I admire the intellectual toughness of Kate Grenville’s ironies, of her making of (fictional) history, her refusal to gloss over the facts. And the facts are that women have, in our history as in our histories, been marginalised, bit-players on the stage of men’s dramas, domestics, vapid ladies, waitresses, and mothers. Kate Grenville and her twentieth-century Joan recognise the inevitability of what Ernest Hemingway called “the biological trap”. “I was, ” Joan muses, “a prisoner of the tadpole inside me.” Yet Grenville told Candida Baker that “having a child made me feel part of history, the kind of history that is an interlocking series of births and deaths”. Unlike Hemingway, Joan and Kate Grenville do not accept that biology is a trap.
 
One of the challenges of Joan Makes History is that one must resist the temptation to say its various Joans do not make history, and claim rather they exemplify “biology is destiny”, and are the victims of a material determinism.

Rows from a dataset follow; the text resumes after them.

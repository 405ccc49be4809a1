//! Logger configuration.
//!
//! Settings are read once at startup, either from the environment or from
//! command-line flags layered on top of it. The logger is enabled iff an
//! output path is present.

use std::path::PathBuf;
use std::str::FromStr;
use std::time::Duration;

pub const ENV_LOG: &str = "JSOPT_TRACE_LOG";
pub const ENV_FORMAT: &str = "JSOPT_TRACE_FORMAT";
pub const ENV_CLOCK: &str = "JSOPT_TRACE_CLOCK";
pub const ENV_PAUSES: &str = "JSOPT_TRACE_PAUSES";
pub const ENV_OVERHEAD: &str = "JSOPT_TRACE_OVERHEAD";
pub const ENV_QUIET: &str = "JSOPT_TRACE_QUIET";
pub const ENV_FLUSH_MS: &str = "JSOPT_TRACE_FLUSH_MS";

pub const DEFAULT_FLUSH_INTERVAL: Duration = Duration::from_secs(10);

/// Layout of the sink.
#[derive(Debug, Clone, Copy, PartialEq, Eq, Default)]
pub enum OutputFormat {
    /// Records wrapped in an HTML document a trace viewer can open directly.
    #[default]
    Html,
    /// Only the newline-delimited records.
    Raw,
}

impl FromStr for OutputFormat {
    type Err = String;

    fn from_str(s: &str) -> Result<Self, Self::Err> {
        match s.to_ascii_lowercase().as_str() {
            "html" => Ok(OutputFormat::Html),
            "raw" => Ok(OutputFormat::Raw),
            other => Err(format!("unknown trace format '{other}' (expected html or raw)")),
        }
    }
}

/// Which clock event timestamps are read from.
#[derive(Debug, Clone, Copy, PartialEq, Eq, Default)]
pub enum ClockSource {
    /// Monotonic wall time.
    #[default]
    Wall,
    /// CPU time summed over every thread of the process; can outrun wall time.
    ProcessCpu,
    /// CPU time of the calling thread, re-based at every root event.
    ThreadCpu,
}

impl ClockSource {
    pub fn as_str(self) -> &'static str {
        match self {
            ClockSource::Wall => "wall",
            ClockSource::ProcessCpu => "process-cpu",
            ClockSource::ThreadCpu => "thread-cpu",
        }
    }
}

impl FromStr for ClockSource {
    type Err = String;

    fn from_str(s: &str) -> Result<Self, Self::Err> {
        match s.to_ascii_lowercase().as_str() {
            "wall" => Ok(ClockSource::Wall),
            "process-cpu" | "process" => Ok(ClockSource::ProcessCpu),
            "thread-cpu" | "thread" => Ok(ClockSource::ThreadCpu),
            other => Err(format!(
                "unknown trace clock '{other}' (expected wall, process-cpu or thread-cpu)"
            )),
        }
    }
}

#[derive(Debug, Clone, PartialEq, Eq)]
pub struct TraceConfig {
    /// Sink path. `None` disables the logger.
    pub output: Option<PathBuf>,
    pub format: OutputFormat,
    pub clock: ClockSource,
    /// Append host pause time as synthetic `GC` children.
    pub record_pauses: bool,
    /// Append the logger's own cost as synthetic `OVERHEAD` children.
    pub record_overhead: bool,
    /// Drop events whose category is flagged high volume.
    pub quiet_high_volume: bool,
    pub flush_interval: Duration,
}

impl Default for TraceConfig {
    fn default() -> Self {
        TraceConfig {
            output: None,
            format: OutputFormat::default(),
            clock: ClockSource::default(),
            record_pauses: false,
            record_overhead: false,
            quiet_high_volume: false,
            flush_interval: DEFAULT_FLUSH_INTERVAL,
        }
    }
}

impl TraceConfig {
    /// Configuration enabled and writing to `path`, everything else default.
    pub fn to_path(path: impl Into<PathBuf>) -> Self {
        TraceConfig {
            output: Some(path.into()),
            ..TraceConfig::default()
        }
    }

    pub fn is_enabled(&self) -> bool {
        self.output.is_some()
    }

    pub fn from_env() -> Self {
        Self::from_lookup(|key| std::env::var(key).ok())
    }

    /// Builds a configuration from any key lookup.
    ///
    /// Boolean switches are on when the key is present at all. Unparseable
    /// format or clock values fall back to the default with a warning.
    pub fn from_lookup(lookup: impl Fn(&str) -> Option<String>) -> Self {
        let mut config = TraceConfig {
            output: lookup(ENV_LOG).filter(|p| !p.is_empty()).map(PathBuf::from),
            record_pauses: lookup(ENV_PAUSES).is_some(),
            record_overhead: lookup(ENV_OVERHEAD).is_some(),
            quiet_high_volume: lookup(ENV_QUIET).is_some(),
            ..TraceConfig::default()
        };

        if let Some(value) = lookup(ENV_FORMAT) {
            match value.parse() {
                Ok(format) => config.format = format,
                Err(message) => tracing::warn!("{ENV_FORMAT}: {message}"),
            }
        }
        if let Some(value) = lookup(ENV_CLOCK) {
            match value.parse() {
                Ok(clock) => config.clock = clock,
                Err(message) => tracing::warn!("{ENV_CLOCK}: {message}"),
            }
        }
        if let Some(value) = lookup(ENV_FLUSH_MS) {
            match value.parse::<u64>() {
                Ok(ms) if ms > 0 => config.flush_interval = Duration::from_millis(ms),
                _ => tracing::warn!("{ENV_FLUSH_MS}: ignoring invalid interval '{value}'"),
            }
        }
        config
    }
}

#[cfg(test)]
mod tests {
    use super::*;
    use rstest::rstest;
    use std::collections::HashMap;

    fn lookup_from(pairs: &[(&str, &str)]) -> impl Fn(&str) -> Option<String> {
        let map: HashMap<String, String> = pairs
            .iter()
            .map(|(k, v)| (k.to_string(), v.to_string()))
            .collect();
        move |key| map.get(key).cloned()
    }

    #[test]
    fn empty_environment_disables_logging() {
        let config = TraceConfig::from_lookup(lookup_from(&[]));
        assert!(!config.is_enabled());
        assert_eq!(config, TraceConfig::default());
    }

    #[test]
    fn reads_all_options() {
        let config = TraceConfig::from_lookup(lookup_from(&[
            (ENV_LOG, "/tmp/trace.html"),
            (ENV_FORMAT, "RAW"),
            (ENV_CLOCK, "thread-cpu"),
            (ENV_PAUSES, ""),
            (ENV_OVERHEAD, "1"),
            (ENV_QUIET, "yes"),
            (ENV_FLUSH_MS, "250"),
        ]));
        assert_eq!(config.output, Some(PathBuf::from("/tmp/trace.html")));
        assert_eq!(config.format, OutputFormat::Raw);
        assert_eq!(config.clock, ClockSource::ThreadCpu);
        assert!(config.record_pauses);
        assert!(config.record_overhead);
        assert!(config.quiet_high_volume);
        assert_eq!(config.flush_interval, Duration::from_millis(250));
    }

    #[test]
    fn invalid_values_fall_back_to_defaults() {
        let config = TraceConfig::from_lookup(lookup_from(&[
            (ENV_LOG, "out.json"),
            (ENV_FORMAT, "xml"),
            (ENV_CLOCK, "sundial"),
            (ENV_FLUSH_MS, "0"),
        ]));
        assert_eq!(config.format, OutputFormat::Html);
        assert_eq!(config.clock, ClockSource::Wall);
        assert_eq!(config.flush_interval, DEFAULT_FLUSH_INTERVAL);
    }

    #[rstest]
    #[case("wall", ClockSource::Wall)]
    #[case("process-cpu", ClockSource::ProcessCpu)]
    #[case("Thread-CPU", ClockSource::ThreadCpu)]
    fn parses_clock_names(#[case] text: &str, #[case] expected: ClockSource) {
        assert_eq!(text.parse::<ClockSource>(), Ok(expected));
    }
}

Both the Joan of 1901 (the mayor’s wife) and the Joan born in 1901 (the Joan of the alternate, twentieth-century chapters) happily embrace marriage, domesticity, motherhood, and being a grandmother. But this does not contradict the novel’s title; rather, it is true to history, to many women’s history. I conjecture that Joan, born in 1901, “weary and old now, pushing a squeaking pram and considering my life . . . hav[ing] made history”, is doing so, in the novel’s final paragraphs, in January 1950. That fits the novel’s chronologies. In October 1950, Kate Grenville was born. In 1956, the English translation of Simone de Beauvoir’s The Second Sex was published; in 1970, Germaine Greer’s The Female Eunuch appeared; in 1975 Anne Summers’ Damned Whores and God’s Police was published. Kate Grenville, author of Joan Makes History, has lived through a revolution of consciousness unavailable to all her Joans. May I humbly suggest that the tertiary-educated, liberated, feminist Kate Grenville is the contemporary Joan, heir to all those earlier Joans, and that she, in writing this book, makes history.